But when numbers alone can’t get the job done, we gamers use the binding, unifying embrace of the internet to carry our high-level discorse and sophisticated gravitas. Our enthusiasm and fevrer are often cause for people to label us fanboys–but what is a fanboy? He (or she. That would be hot.) is the habringer of the hardcore, a voice for the truly dedicated and the truly knowledgeable: a patriot of gaming. Fanboys promote civil, democratic debate, like the Greeks or the Romans did, I think, and without them carrying the flag on the frontlines–because they are our brave, anonymous warriors–we’d all just be subject to our own opinions, and never see the actual way things are or should be. God bless ‘em for there sutblety and enlightenment in these biased, biased times…

I don’t know were we went wrong with impartiality in this wonderful industry, but I for one wish it will return to us one day that we may have some honesty and clarity. I know the phrase “games journalism” is all the hip and trend now a days, but if the numbers I see when I scroll to the bottom of reviews are actually what they apear to be, then this must be the bastard child of the bastard child of the real, honest-to-goodness journalism. Now, I’m not one to point fingers and stir the pot while playing the blame game, but we as gamers deserve better from the phony hacks knuckling their keyboards and deceiving us in exchange for fat, fat sacks and briefcases of corprorate cash. How dare they let any personal experiences and related anecdotes and analysis invade the cut and dryed report on a game we are due. When a “writer” types anything thats not copied verbatim from the back of the game box or a PR statement between the title of the game in the headline and the score it is rightfully due at the bottom, he crosses a moral and ethical boundary, beyond which there is no accountability and these is no fairness and there is no hope and right and wrong have procreated and produced an ambomination of a spawn and there is no turning back because across that boundary is BIAS.

But it’s like I said, I don’t expect much from the intrernet.

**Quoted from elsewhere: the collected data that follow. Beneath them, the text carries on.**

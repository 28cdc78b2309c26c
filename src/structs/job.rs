use std::fmt;
use serde::{Deserialize, Serialize};

use crate::enums::job_status::JobStatus;

/// Opaque server-assigned job identifier.
#[derive(Debug, Clone, PartialEq, Eq, Hash, Serialize)]
#[serde(transparent)]
pub struct JobId(String);

impl JobId {
    /// Returns `None` for a blank identifier or a bare dot segment.
    pub fn new(raw: impl Into<String>) -> Option<Self> {
        let raw = raw.into();
        if raw.trim().is_empty() || raw == "." || raw == ".." {
            None
        } else {
            Some(Self(raw))
        }
    }

    pub fn as_str(&self) -> &str {
        &self.0
    }
}

impl fmt::Display for JobId {
    fn fmt(&self, f: &mut fmt::Formatter) -> fmt::Result {
        write!(f, "{}", self.0)
    }
}

/// Body of `GET /analyze/{job_id}`.
#[derive(Debug, Clone, Deserialize)]
pub struct JobStatusResponse {
    pub status: JobStatus,
    #[serde(default)]
    pub result: Option<serde_json::Value>,
    #[serde(default)]
    pub error: Option<serde_json::Value>,
}

/// Read-only client view of a server-side job.
#[derive(Debug, Clone, Serialize, PartialEq)]
pub struct Job {
    pub job_id: JobId,
    pub status: JobStatus,
    #[serde(skip_serializing_if = "Option::is_none")]
    pub result: Option<serde_json::Value>,
    #[serde(skip_serializing_if = "Option::is_none")]
    pub error: Option<String>,
}

impl Job {
    pub fn from_response(job_id: JobId, response: JobStatusResponse) -> Self {
        Self {
            job_id,
            status: response.status,
            result: response.result.filter(|r| !r.is_null()),
            error: response.error.and_then(Self::render_error),
        }
    }

    /// Strings pass through; structured errors are kept as compact JSON.
    fn render_error(error: serde_json::Value) -> Option<String> {
        match error {
            serde_json::Value::Null => None,
            serde_json::Value::String(text) => Some(text),
            other => Some(other.to_string()),
        }
    }
}
use tokio::time::Instant;

use crate::config::constants::{job_status_path, GENERIC_JOB_FAILURE};
use crate::enums::job_status::JobStatus;
use crate::errors::{ReviewError, ReviewResult};
use crate::services::retry_middleware::RetryMiddleware;
use crate::structs::job::{Job, JobId, JobStatusResponse};
use crate::structs::poll_options::PollOptions;
use crate::structs::transport_request::TransportRequest;

/// Drives the status loop for one job until it completes, fails or runs out of time.
#[derive(Clone)]
pub struct JobPoller {
    middleware: RetryMiddleware,
}

impl JobPoller {
    pub fn new(middleware: RetryMiddleware) -> Self {
        Self { middleware }
    }

    /// One status query, with the middleware's retries.
    pub async fn fetch(&self, job_id: &JobId) -> ReviewResult<Job> {
        let path = job_status_path(job_id.as_str());
        let response = self.middleware.execute(&TransportRequest::get(path.as_str())).await?;

        let parsed: JobStatusResponse = response
            .json()
            .map_err(|e| ReviewError::protocol_error(&path, &format!("undecodable job status: {}", e)))?;

        Ok(Job::from_response(job_id.clone(), parsed))
    }

    pub async fn poll(&self, job_id: &JobId, options: PollOptions) -> ReviewResult<serde_json::Value> {
        self.poll_with(job_id, options, |_| {}).await
    }

    /// Polls until a terminal status, calling `observe` with every job view.
    ///
    /// The deadline is checked after each response; the wait before the next
    /// query never extends past it.
    pub async fn poll_with<F>(&self, job_id: &JobId, options: PollOptions, mut observe: F) -> ReviewResult<serde_json::Value>
    where
        F: FnMut(&Job),
    {
        let started = Instant::now();
        let mut queries: u32 = 0;

        loop {
            let job = self.fetch(job_id).await?;
            queries += 1;
            observe(&job);

            match job.status {
                JobStatus::Completed => {
                    log::info!("✅ Job {} completed after {} status queries", job_id, queries);
                    return job.result.ok_or_else(|| {
                        ReviewError::protocol_error(&job_status_path(job_id.as_str()), "completed job carries no result")
                    });
                }
                JobStatus::Failed => {
                    let reason = job
                        .error
                        .filter(|e| !e.trim().is_empty())
                        .unwrap_or_else(|| GENERIC_JOB_FAILURE.to_string());
                    log::warn!("❌ Job {} failed: {}", job_id, reason);
                    return Err(ReviewError::JobFailed {
                        job_id: job_id.to_string(),
                        reason,
                    });
                }
                JobStatus::Unknown => {
                    log::warn!("Job {} reported an unrecognised status; still waiting", job_id);
                }
                JobStatus::Pending | JobStatus::Running => {
                    log::debug!("Job {} is {} (query {})", job_id, job.status, queries);
                }
            }

            let elapsed = started.elapsed();
            if elapsed >= options.timeout {
                log::warn!("⏱️  Job {} still {} after {}ms", job_id, job.status, elapsed.as_millis());
                return Err(ReviewError::Timeout {
                    job_id: job_id.to_string(),
                    elapsed,
                    last_status: job.status,
                });
            }

            tokio::time::sleep(options.interval.min(options.timeout - elapsed)).await;
        }
    }
}
//! Async client for the pull-request review service.
//!
//! The submission path lives in [`services::review_client::ReviewClient`]: it
//! consults the [`services::health_monitor::HealthGate`], submits the job and
//! polls it to a terminal state. Every outbound call goes through
//! [`services::retry_middleware::RetryMiddleware`] over a caller-supplied
//! [`traits::transport::Transport`].

pub mod config;
pub mod enums;
pub mod errors;
pub mod helpers;
pub mod logger;
pub mod services;
pub mod structs;
pub mod traits;
pub mod workers;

  1. Indeed. Editing this and leaving the typos in was possibly one of the hardest things I’ve ever done. ;P

    As much as I shouldn’t have to say this, I know SOMEONE out there will read this piece, misunderstand, and rage in the comments. So allow me to say again–as I did on Twitter and FB–that the typos and grammatical errors are intentional. The “parody” tag should have clued you off, if nothing else.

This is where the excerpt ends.